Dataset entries
##########

//! Case engine.
//!
//! ```text
//! CaseMethod  (spec, subject) -> bool      equality strategy
//!     │
//! CaseFactory method + negate              negation wrapping
//!     │
//! Case        key + result                 storage, test(subject)
//!     │
//! find_match  first firing case | default
//! ```
//!
//! A case that does not fire reports `None`. That is the no-match signal,
//! kept apart from every result a case can carry, including `false`.

use crate::outcome::{MatchKey, Outcome};
use crate::spec::TestSpec;
use crate::subject::Subject;
use std::fmt;
use std::sync::Arc;

/// Binary comparison between a case's test spec and the subject.
pub type CaseMethod<T> = Arc<dyn Fn(&TestSpec<T>, &T) -> bool + Send + Sync>;

/// Built-in comparison used by `is` and `not` cases.
pub fn equals<T: Subject>(spec: &TestSpec<T>, subject: &T) -> bool {
    match spec {
        TestSpec::Literal(value) => value.same_value_zero(subject),
        TestSpec::Predicate(test) => test(subject),
        TestSpec::Pattern(pattern) => pattern.is_match(&subject.match_text()),
    }
}

/// One test/result rule.
pub struct Case<T, R> {
    key: TestSpec<T>,
    method: CaseMethod<T>,
    negate: bool,
    result: Outcome<T, R>,
}

impl<T, R> Case<T, R> {
    /// The test spec this case was built from.
    pub fn key(&self) -> &TestSpec<T> {
        &self.key
    }

    pub fn result(&self) -> &Outcome<T, R> {
        &self.result
    }

    pub fn is_negated(&self) -> bool {
        self.negate
    }

    /// The case's result if it fires for `subject`, `None` otherwise.
    pub fn test(&self, subject: &T) -> Option<&Outcome<T, R>> {
        let hit = (self.method)(&self.key, subject);
        (hit != self.negate).then_some(&self.result)
    }
}

impl<T: fmt::Debug, R: fmt::Debug> fmt::Debug for Case<T, R> {
    fn fmt(&self, f: &mut fmt::Formatter<'_>) -> fmt::Result {
        f.debug_struct("Case")
            .field("key", &self.key)
            .field("negate", &self.negate)
            .field("result", &self.result)
            .finish()
    }
}

/// Builds cases that share one comparison method and negation flag.
pub struct CaseFactory<T> {
    method: CaseMethod<T>,
    negate: bool,
}

impl<T> CaseFactory<T> {
    pub fn new<F>(method: F, negate: bool) -> Self
    where
        F: Fn(&TestSpec<T>, &T) -> bool + Send + Sync + 'static,
    {
        Self::from_method(Arc::new(method), negate)
    }

    pub fn from_method(method: CaseMethod<T>, negate: bool) -> Self {
        Self { method, negate }
    }

    pub fn is_negated(&self) -> bool {
        self.negate
    }

    pub fn method(&self) -> &CaseMethod<T> {
        &self.method
    }

    pub fn make<R>(
        &self,
        spec: impl Into<TestSpec<T>>,
        result: impl Into<Outcome<T, R>>,
    ) -> Case<T, R> {
        Case {
            key: spec.into(),
            method: Arc::clone(&self.method),
            negate: self.negate,
            result: result.into(),
        }
    }

    /// Build a case whose result is `true`.
    pub fn make_flag<R: From<bool>>(&self, spec: impl Into<TestSpec<T>>) -> Case<T, R> {
        self.make(spec, Outcome::Value(R::from(true)))
    }
}

impl<T> Clone for CaseFactory<T> {
    fn clone(&self) -> Self {
        Self {
            method: Arc::clone(&self.method),
            negate: self.negate,
        }
    }
}

impl<T> fmt::Debug for CaseFactory<T> {
    fn fmt(&self, f: &mut fmt::Formatter<'_>) -> fmt::Result {
        f.debug_struct("CaseFactory")
            .field("negate", &self.negate)
            .finish_non_exhaustive()
    }
}

/// Factory for cases that fire when the subject equals the spec.
pub fn is_case<T: Subject + 'static>() -> CaseFactory<T> {
    CaseFactory::new(equals::<T>, false)
}

/// Factory for cases that fire when the subject does not equal the spec.
pub fn not_case<T: Subject + 'static>() -> CaseFactory<T> {
    CaseFactory::new(equals::<T>, true)
}

/// A resolved match: the key that produced it and the unevaluated outcome.
pub struct Resolved<'a, T, R> {
    pub key: MatchKey<'a, T>,
    pub outcome: &'a Outcome<T, R>,
}

impl<T: fmt::Debug, R: fmt::Debug> fmt::Debug for Resolved<'_, T, R> {
    fn fmt(&self, f: &mut fmt::Formatter<'_>) -> fmt::Result {
        f.debug_struct("Resolved")
            .field("key", &self.key)
            .field("outcome", self.outcome)
            .finish()
    }
}

/// Scan `cases` in order and return the first that fires, falling back to
/// `default` under [`MatchKey::Default`].
///
/// Returns `None` only when nothing fires and there is no default.
pub fn find_match<'a, T, R>(
    cases: &'a [Arc<Case<T, R>>],
    subject: &T,
    default: Option<&'a Outcome<T, R>>,
) -> Option<Resolved<'a, T, R>> {
    for (position, case) in cases.iter().enumerate() {
        if let Some(outcome) = case.test(subject) {
            tracing::trace!(position, "case fired");
            return Some(Resolved {
                key: MatchKey::Case(case.key()),
                outcome,
            });
        }
    }
    tracing::trace!(cases = cases.len(), "no case fired");
    default.map(|outcome| Resolved {
        key: MatchKey::Default,
        outcome,
    })
}
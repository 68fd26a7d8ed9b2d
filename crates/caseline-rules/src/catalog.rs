//! Named comparison methods that rule documents can bind case kinds to.

use caseline_kernel::{CaseMethod, TestSpec};
use serde_json::Value;
use std::collections::BTreeMap;
use std::sync::Arc;

/// Comparison methods addressable by name from a rule document's `kinds`.
#[derive(Clone, Default)]
pub struct MethodCatalog {
    methods: BTreeMap<String, CaseMethod<Value>>,
}

impl MethodCatalog {
    pub fn new() -> Self {
        Self::default()
    }

    pub fn insert<F>(&mut self, name: impl Into<String>, method: F)
    where
        F: Fn(&TestSpec<Value>, &Value) -> bool + Send + Sync + 'static,
    {
        self.methods.insert(name.into(), Arc::new(method));
    }

    pub fn with_method<F>(mut self, name: impl Into<String>, method: F) -> Self
    where
        F: Fn(&TestSpec<Value>, &Value) -> bool + Send + Sync + 'static,
    {
        self.insert(name, method);
        self
    }

    pub fn get(&self, name: &str) -> Option<CaseMethod<Value>> {
        self.methods.get(name).cloned()
    }

    pub fn names(&self) -> impl Iterator<Item = &str> {
        self.methods.keys().map(String::as_str)
    }
}

impl std::fmt::Debug for MethodCatalog {
    fn fmt(&self, f: &mut std::fmt::Formatter<'_>) -> std::fmt::Result {
        f.debug_set().entries(self.methods.keys()).finish()
    }
}
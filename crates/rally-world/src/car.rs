//! Car state, kinematics and collision.

use crate::sensor::{SensorArray, SensorReading};
use crate::stuck::StuckDetector;
use crate::track::Track;
use rally_core::{
    heading_unit, Action, AgentId, CarConfig, ClampMode, DeathCause, Footprint, Pixel, Pose,
    StuckConfig, Vec2,
};
use serde::{Deserialize, Serialize};
use std::collections::VecDeque;

/// Corner directions relative to the heading, in degrees
const CORNER_OFFSETS: [f64; 4] = [30.0, 150.0, 210.0, 330.0];

/// A car on the track
#[derive(Debug, Clone)]
pub struct Car {
    pub id: AgentId,
    config: CarConfig,
    pose: Pose,
    speed_initialized: bool,
    center: Vec2,
    corners: [Vec2; 4],
    readings: Vec<SensorReading>,
    stuck: StuckDetector,
    distance: f64,
    time: u64,
    ticks_stuck: u64,
    alive: bool,
    death_cause: Option<DeathCause>,
    path: VecDeque<Pixel>,
}

impl Car {
    pub fn new(id: AgentId, config: &CarConfig, stuck_config: &StuckConfig) -> Self {
        let pose = Pose::new(config.spawn_position, config.spawn_heading, 0.0);
        let center = pose
            .position
            .add(config.footprint.half_width(), config.footprint.half_height());

        Self {
            id,
            config: config.clone(),
            pose,
            speed_initialized: false,
            center,
            corners: corners_around(center, pose.heading_degrees, &config.footprint),
            readings: Vec::new(),
            stuck: StuckDetector::new(stuck_config),
            distance: 0.0,
            time: 0,
            ticks_stuck: 0,
            alive: true,
            death_cause: None,
            path: VecDeque::new(),
        }
    }

    pub fn is_alive(&self) -> bool {
        self.alive
    }

    pub fn death_cause(&self) -> Option<DeathCause> {
        self.death_cause
    }

    pub fn pose(&self) -> &Pose {
        &self.pose
    }

    pub fn speed(&self) -> f64 {
        self.pose.speed
    }

    pub fn footprint(&self) -> &Footprint {
        &self.config.footprint
    }

    pub fn center(&self) -> Vec2 {
        self.center
    }

    pub fn corners(&self) -> &[Vec2; 4] {
        &self.corners
    }

    pub fn readings(&self) -> &[SensorReading] {
        &self.readings
    }

    pub fn distance(&self) -> f64 {
        self.distance
    }

    /// Number of updates driven. Dead cars never update, so this is also
    /// the number of ticks the car was alive.
    pub fn time(&self) -> u64 {
        self.time
    }

    pub fn ticks_alive(&self) -> u64 {
        self.time
    }

    /// Number of stuck evaluations that found the car idle
    pub fn ticks_stuck(&self) -> u64 {
        self.ticks_stuck
    }

    pub fn stuck_frames(&self) -> u32 {
        self.stuck.stuck_frames()
    }

    pub fn path(&self) -> impl Iterator<Item = &Pixel> + '_ {
        self.path.iter()
    }

    /// Apply a driving decision. Dead cars ignore it.
    pub fn apply(&mut self, action: Action) {
        if !self.alive {
            return;
        }

        match action {
            Action::TurnLeft => self.pose.heading_degrees += self.config.turn_step,
            Action::TurnRight => self.pose.heading_degrees -= self.config.turn_step,
            Action::Brake => {
                if self.pose.speed - self.config.speed_step >= self.config.min_brake_speed {
                    self.pose.speed -= self.config.speed_step;
                }
            }
            Action::Accelerate => self.pose.speed += self.config.speed_step,
        }
    }

    /// Advance one tick: move, clamp, rebuild the footprint, check for a
    /// crash, refresh the sensors and record the path.
    pub fn update(&mut self, track: &Track, sensors: &SensorArray) {
        if !self.alive {
            return;
        }

        if !self.speed_initialized {
            self.pose.speed = self.config.default_speed;
            self.speed_initialized = true;
        }

        let (ux, uy) = heading_unit(self.pose.heading_degrees);
        let (x_max, y_max) = self.clamp_bounds(track);
        let moved = self.pose.position.add(ux * self.pose.speed, uy * self.pose.speed);
        self.pose.position = Vec2::new(
            clamp_axis(moved.x, self.config.margin_min, x_max),
            clamp_axis(moved.y, self.config.margin_min, y_max),
        );

        self.distance += self.pose.speed;
        self.time += 1;

        let footprint = self.config.footprint;
        self.center = self
            .pose
            .position
            .trunc()
            .add(footprint.half_width(), footprint.half_height());
        self.corners = corners_around(self.center, self.pose.heading_degrees, &footprint);

        if self.collides(track) {
            self.retire(DeathCause::Collision);
        }

        self.readings = sensors.scan(track, self.center, self.pose.heading_degrees);

        self.path.push_back(self.center.to_pixel());
        if let Some(cap) = self.config.path_history_cap {
            while self.path.len() > cap {
                self.path.pop_front();
            }
        }
    }

    /// Whether any footprint corner sits on a boundary pixel
    pub fn collides(&self, track: &Track) -> bool {
        self.corners.iter().any(|corner| track.is_boundary_at(*corner))
    }

    /// Feed the stuck detector with the current position
    pub fn check_stuck(&mut self) -> bool {
        let stuck = self.stuck.observe(self.pose.position);
        if self.stuck.stuck_frames() > 0 {
            self.ticks_stuck += 1;
        }
        stuck
    }

    /// Take the car out of the episode. The first cause sticks.
    pub fn retire(&mut self, cause: DeathCause) {
        if self.alive {
            self.alive = false;
            self.death_cause = Some(cause);
        }
    }

    fn clamp_bounds(&self, track: &Track) -> (f64, f64) {
        let (width, height) = track.dimensions();
        let x_max = width as f64 - self.config.margin_max;
        let y_max = match self.config.clamp_mode {
            ClampMode::PerAxis => height as f64 - self.config.margin_max,
            ClampMode::LegacyWidthBound => width as f64 - self.config.margin_max,
        };
        (x_max, y_max)
    }
}

/// Lower bound first, then upper bound; never panics on an inverted range
fn clamp_axis(value: f64, min: f64, max: f64) -> f64 {
    value.max(min).min(max)
}

/// Footprint approximated as four points at half the car width from the
/// center, rotated with the heading.
fn corners_around(center: Vec2, heading_degrees: f64, footprint: &Footprint) -> [Vec2; 4] {
    CORNER_OFFSETS.map(|offset| center.project(heading_degrees + offset, footprint.half_width()))
}

/// Serializable view of a car for renderers and reports
#[derive(Debug, Clone, Serialize, Deserialize)]
pub struct CarSnapshot {
    pub id: AgentId,
    pub pose: Pose,
    pub center: Vec2,
    pub corners: [Vec2; 4],
    pub readings: Vec<SensorReading>,
    pub distance: f64,
    pub time: u64,
    pub alive: bool,
    pub death_cause: Option<DeathCause>,
}

impl From<&Car> for CarSnapshot {
    fn from(car: &Car) -> Self {
        Self {
            id: car.id,
            pose: car.pose,
            center: car.center,
            corners: car.corners,
            readings: car.readings.clone(),
            distance: car.distance,
            time: car.time,
            alive: car.alive,
            death_cause: car.death_cause,
        }
    }
}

##########

**Problem details:**
Extract every line of the records above that contains the word "DeathCause".

**Exercise result:**
    heading_unit, Action, AgentId, CarConfig, ClampMode, DeathCause, Footprint, Pixel, Pose,
    death_cause: Option<DeathCause>,
    pub fn death_cause(&self) -> Option<DeathCause> {
            self.retire(DeathCause::Collision);
    pub fn retire(&mut self, cause: DeathCause) {
    pub death_cause: Option<DeathCause>,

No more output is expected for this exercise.